Extracted data entries
——

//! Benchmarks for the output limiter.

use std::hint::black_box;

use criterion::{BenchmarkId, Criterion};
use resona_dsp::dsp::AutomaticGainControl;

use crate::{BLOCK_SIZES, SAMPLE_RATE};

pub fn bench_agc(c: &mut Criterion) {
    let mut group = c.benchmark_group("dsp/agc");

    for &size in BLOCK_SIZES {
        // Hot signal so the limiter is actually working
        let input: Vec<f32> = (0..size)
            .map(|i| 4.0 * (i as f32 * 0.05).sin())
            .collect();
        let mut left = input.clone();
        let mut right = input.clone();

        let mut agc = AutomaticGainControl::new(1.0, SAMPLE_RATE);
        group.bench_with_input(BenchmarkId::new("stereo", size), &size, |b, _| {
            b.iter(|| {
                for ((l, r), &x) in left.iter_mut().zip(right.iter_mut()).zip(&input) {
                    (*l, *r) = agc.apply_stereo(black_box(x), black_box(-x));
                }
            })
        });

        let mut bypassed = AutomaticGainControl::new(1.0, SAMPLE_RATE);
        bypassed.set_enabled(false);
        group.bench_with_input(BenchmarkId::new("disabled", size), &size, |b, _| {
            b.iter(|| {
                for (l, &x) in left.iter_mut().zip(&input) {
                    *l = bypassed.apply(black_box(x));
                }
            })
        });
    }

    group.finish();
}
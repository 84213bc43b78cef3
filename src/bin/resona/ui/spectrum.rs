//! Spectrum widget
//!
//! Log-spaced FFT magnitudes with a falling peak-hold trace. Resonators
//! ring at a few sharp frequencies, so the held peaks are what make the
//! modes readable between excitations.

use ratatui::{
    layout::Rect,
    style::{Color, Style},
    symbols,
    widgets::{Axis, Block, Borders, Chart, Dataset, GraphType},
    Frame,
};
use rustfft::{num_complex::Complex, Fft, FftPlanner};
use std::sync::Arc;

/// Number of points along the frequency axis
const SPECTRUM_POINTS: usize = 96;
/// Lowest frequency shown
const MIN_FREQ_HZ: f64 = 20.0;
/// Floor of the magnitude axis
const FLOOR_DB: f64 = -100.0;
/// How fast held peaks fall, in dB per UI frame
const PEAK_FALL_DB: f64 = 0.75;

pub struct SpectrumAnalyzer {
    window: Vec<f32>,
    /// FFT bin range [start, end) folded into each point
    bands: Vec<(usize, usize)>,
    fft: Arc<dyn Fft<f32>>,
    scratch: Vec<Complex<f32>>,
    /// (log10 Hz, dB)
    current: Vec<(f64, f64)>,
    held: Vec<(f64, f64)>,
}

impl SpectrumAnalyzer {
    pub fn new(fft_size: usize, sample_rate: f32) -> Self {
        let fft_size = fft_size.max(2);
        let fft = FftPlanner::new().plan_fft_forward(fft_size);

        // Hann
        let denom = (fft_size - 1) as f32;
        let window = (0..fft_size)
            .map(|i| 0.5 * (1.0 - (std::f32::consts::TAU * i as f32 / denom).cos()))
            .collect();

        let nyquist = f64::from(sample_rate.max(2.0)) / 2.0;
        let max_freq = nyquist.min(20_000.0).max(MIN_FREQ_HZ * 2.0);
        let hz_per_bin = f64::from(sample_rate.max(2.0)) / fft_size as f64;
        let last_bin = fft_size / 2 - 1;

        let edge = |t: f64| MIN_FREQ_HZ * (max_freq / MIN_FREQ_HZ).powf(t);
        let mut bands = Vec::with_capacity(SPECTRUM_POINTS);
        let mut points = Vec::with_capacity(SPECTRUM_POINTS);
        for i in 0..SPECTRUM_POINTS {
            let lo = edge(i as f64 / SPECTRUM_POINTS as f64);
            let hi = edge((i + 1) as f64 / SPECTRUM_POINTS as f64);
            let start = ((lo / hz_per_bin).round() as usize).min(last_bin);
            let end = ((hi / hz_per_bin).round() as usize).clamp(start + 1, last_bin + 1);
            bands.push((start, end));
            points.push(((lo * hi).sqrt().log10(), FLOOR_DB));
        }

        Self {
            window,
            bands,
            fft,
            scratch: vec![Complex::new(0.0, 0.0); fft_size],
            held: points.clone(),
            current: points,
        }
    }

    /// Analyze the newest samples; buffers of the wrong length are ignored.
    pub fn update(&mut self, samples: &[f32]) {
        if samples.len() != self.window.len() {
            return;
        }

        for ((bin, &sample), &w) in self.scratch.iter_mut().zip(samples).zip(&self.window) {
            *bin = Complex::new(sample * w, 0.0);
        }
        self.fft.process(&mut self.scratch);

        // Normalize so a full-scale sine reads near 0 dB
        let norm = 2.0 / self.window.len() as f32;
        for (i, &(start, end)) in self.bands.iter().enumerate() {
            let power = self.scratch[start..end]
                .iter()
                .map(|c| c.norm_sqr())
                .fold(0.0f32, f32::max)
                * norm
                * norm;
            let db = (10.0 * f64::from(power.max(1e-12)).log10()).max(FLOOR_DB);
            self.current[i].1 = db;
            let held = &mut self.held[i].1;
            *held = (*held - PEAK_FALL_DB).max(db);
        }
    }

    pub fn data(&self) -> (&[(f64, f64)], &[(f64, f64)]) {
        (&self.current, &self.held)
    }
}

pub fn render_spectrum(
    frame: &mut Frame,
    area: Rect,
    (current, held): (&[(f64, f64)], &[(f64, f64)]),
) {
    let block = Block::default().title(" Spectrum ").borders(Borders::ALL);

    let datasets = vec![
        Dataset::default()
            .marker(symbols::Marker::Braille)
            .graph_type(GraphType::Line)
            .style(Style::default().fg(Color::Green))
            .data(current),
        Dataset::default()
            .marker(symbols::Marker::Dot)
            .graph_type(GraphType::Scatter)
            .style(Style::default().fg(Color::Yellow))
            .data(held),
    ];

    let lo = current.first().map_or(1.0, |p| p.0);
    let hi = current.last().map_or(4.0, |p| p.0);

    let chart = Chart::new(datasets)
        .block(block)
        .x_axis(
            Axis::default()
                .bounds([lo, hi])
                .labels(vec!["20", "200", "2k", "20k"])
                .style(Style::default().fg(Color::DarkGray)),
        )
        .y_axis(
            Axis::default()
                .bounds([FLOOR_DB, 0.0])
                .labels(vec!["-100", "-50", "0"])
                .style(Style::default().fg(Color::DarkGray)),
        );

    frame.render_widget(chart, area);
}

——

■ DIRECTIONS FOR THIS TASK
Every record, copied exactly, is the expected answer.

■ WRITTEN RESPONSE
//! Benchmarks for the output limiter.

use std::hint::black_box;

use criterion::{BenchmarkId, Criterion};
use resona_dsp::dsp::AutomaticGainControl;

use crate::{BLOCK_SIZES, SAMPLE_RATE};

pub fn bench_agc(c: &mut Criterion) {
    let mut group = c.benchmark_group("dsp/agc");

    for &size in BLOCK_SIZES {
        // Hot signal so the limiter is actually working
        let input: Vec<f32> = (0..size)
            .map(|i| 4.0 * (i as f32 * 0.05).sin())
            .collect();
        let mut left = input.clone();
        let mut right = input.clone();

        let mut agc = AutomaticGainControl::new(1.0, SAMPLE_RATE);
        group.bench_with_input(BenchmarkId::new("stereo", size), &size, |b, _| {
            b.iter(|| {
                for ((l, r), &x) in left.iter_mut().zip(right.iter_mut()).zip(&input) {
                    (*l, *r) = agc.apply_stereo(black_box(x), black_box(-x));
                }
            })
        });

        let mut bypassed = AutomaticGainControl::new(1.0, SAMPLE_RATE);
        bypassed.set_enabled(false);
        group.bench_with_input(BenchmarkId::new("disabled", size), &size, |b, _| {
            b.iter(|| {
                for (l, &x) in left.iter_mut().zip(&input) {
                    *l = bypassed.apply(black_box(x));
                }
            })
        });
    }

    group.finish();
}
repository 84213bc43b78cef3
filename src/bin/resona/ui/spectrum.rs
//! Spectrum widget
//!
//! Log-spaced FFT magnitudes with a falling peak-hold trace. Resonators
//! ring at a few sharp frequencies, so the held peaks are what make the
//! modes readable between excitations.

use ratatui::{
    layout::Rect,
    style::{Color, Style},
    symbols,
    widgets::{Axis, Block, Borders, Chart, Dataset, GraphType},
    Frame,
};
use rustfft::{num_complex::Complex, Fft, FftPlanner};
use std::sync::Arc;

/// Number of points along the frequency axis
const SPECTRUM_POINTS: usize = 96;
/// Lowest frequency shown
const MIN_FREQ_HZ: f64 = 20.0;
/// Floor of the magnitude axis
const FLOOR_DB: f64 = -100.0;
/// How fast held peaks fall, in dB per UI frame
const PEAK_FALL_DB: f64 = 0.75;

pub struct SpectrumAnalyzer {
    window: Vec<f32>,
    /// FFT bin range [start, end) folded into each point
    bands: Vec<(usize, usize)>,
    fft: Arc<dyn Fft<f32>>,
    scratch: Vec<Complex<f32>>,
    /// (log10 Hz, dB)
    current: Vec<(f64, f64)>,
    held: Vec<(f64, f64)>,
}

impl SpectrumAnalyzer {
    pub fn new(fft_size: usize, sample_rate: f32) -> Self {
        let fft_size = fft_size.max(2);
        let fft = FftPlanner::new().plan_fft_forward(fft_size);

        // Hann
        let denom = (fft_size - 1) as f32;
        let window = (0..fft_size)
            .map(|i| 0.5 * (1.0 - (std::f32::consts::TAU * i as f32 / denom).cos()))
            .collect();

        let nyquist = f64::from(sample_rate.max(2.0)) / 2.0;
        let max_freq = nyquist.min(20_000.0).max(MIN_FREQ_HZ * 2.0);
        let hz_per_bin = f64::from(sample_rate.max(2.0)) / fft_size as f64;
        let last_bin = fft_size / 2 - 1;

        let edge = |t: f64| MIN_FREQ_HZ * (max_freq / MIN_FREQ_HZ).powf(t);
        let mut bands = Vec::with_capacity(SPECTRUM_POINTS);
        let mut points = Vec::with_capacity(SPECTRUM_POINTS);
        for i in 0..SPECTRUM_POINTS {
            let lo = edge(i as f64 / SPECTRUM_POINTS as f64);
            let hi = edge((i + 1) as f64 / SPECTRUM_POINTS as f64);
            let start = ((lo / hz_per_bin).round() as usize).min(last_bin);
            let end = ((hi / hz_per_bin).round() as usize).clamp(start + 1, last_bin + 1);
            bands.push((start, end));
            points.push(((lo * hi).sqrt().log10(), FLOOR_DB));
        }

        Self {
            window,
            bands,
            fft,
            scratch: vec![Complex::new(0.0, 0.0); fft_size],
            held: points.clone(),
            current: points,
        }
    }

    /// Analyze the newest samples; buffers of the wrong length are ignored.
    pub fn update(&mut self, samples: &[f32]) {
        if samples.len() != self.window.len() {
            return;
        }

        for ((bin, &sample), &w) in self.scratch.iter_mut().zip(samples).zip(&self.window) {
            *bin = Complex::new(sample * w, 0.0);
        }
        self.fft.process(&mut self.scratch);

        // Normalize so a full-scale sine reads near 0 dB
        let norm = 2.0 / self.window.len() as f32;
        for (i, &(start, end)) in self.bands.iter().enumerate() {
            let power = self.scratch[start..end]
                .iter()
                .map(|c| c.norm_sqr())
                .fold(0.0f32, f32::max)
                * norm
                * norm;
            let db = (10.0 * f64::from(power.max(1e-12)).log10()).max(FLOOR_DB);
            self.current[i].1 = db;
            let held = &mut self.held[i].1;
            *held = (*held - PEAK_FALL_DB).max(db);
        }
    }

    pub fn data(&self) -> (&[(f64, f64)], &[(f64, f64)]) {
        (&self.current, &self.held)
    }
}

pub fn render_spectrum(
    frame: &mut Frame,
    area: Rect,
    (current, held): (&[(f64, f64)], &[(f64, f64)]),
) {
    let block = Block::default().title(" Spectrum ").borders(Borders::ALL);

    let datasets = vec![
        Dataset::default()
            .marker(symbols::Marker::Braille)
            .graph_type(GraphType::Line)
            .style(Style::default().fg(Color::Green))
            .data(current),
        Dataset::default()
            .marker(symbols::Marker::Dot)
            .graph_type(GraphType::Scatter)
            .style(Style::default().fg(Color::Yellow))
            .data(held),
    ];

    let lo = current.first().map_or(1.0, |p| p.0);
    let hi = current.last().map_or(4.0, |p| p.0);

    let chart = Chart::new(datasets)
        .block(block)
        .x_axis(
            Axis::default()
                .bounds([lo, hi])
                .labels(vec!["20", "200", "2k", "20k"])
                .style(Style::default().fg(Color::DarkGray)),
        )
        .y_axis(
            Axis::default()
                .bounds([FLOOR_DB, 0.0])
                .labels(vec!["-100", "-50", "0"])
                .style(Style::default().fg(Color::DarkGray)),
        );

    frame.render_widget(chart, area);
}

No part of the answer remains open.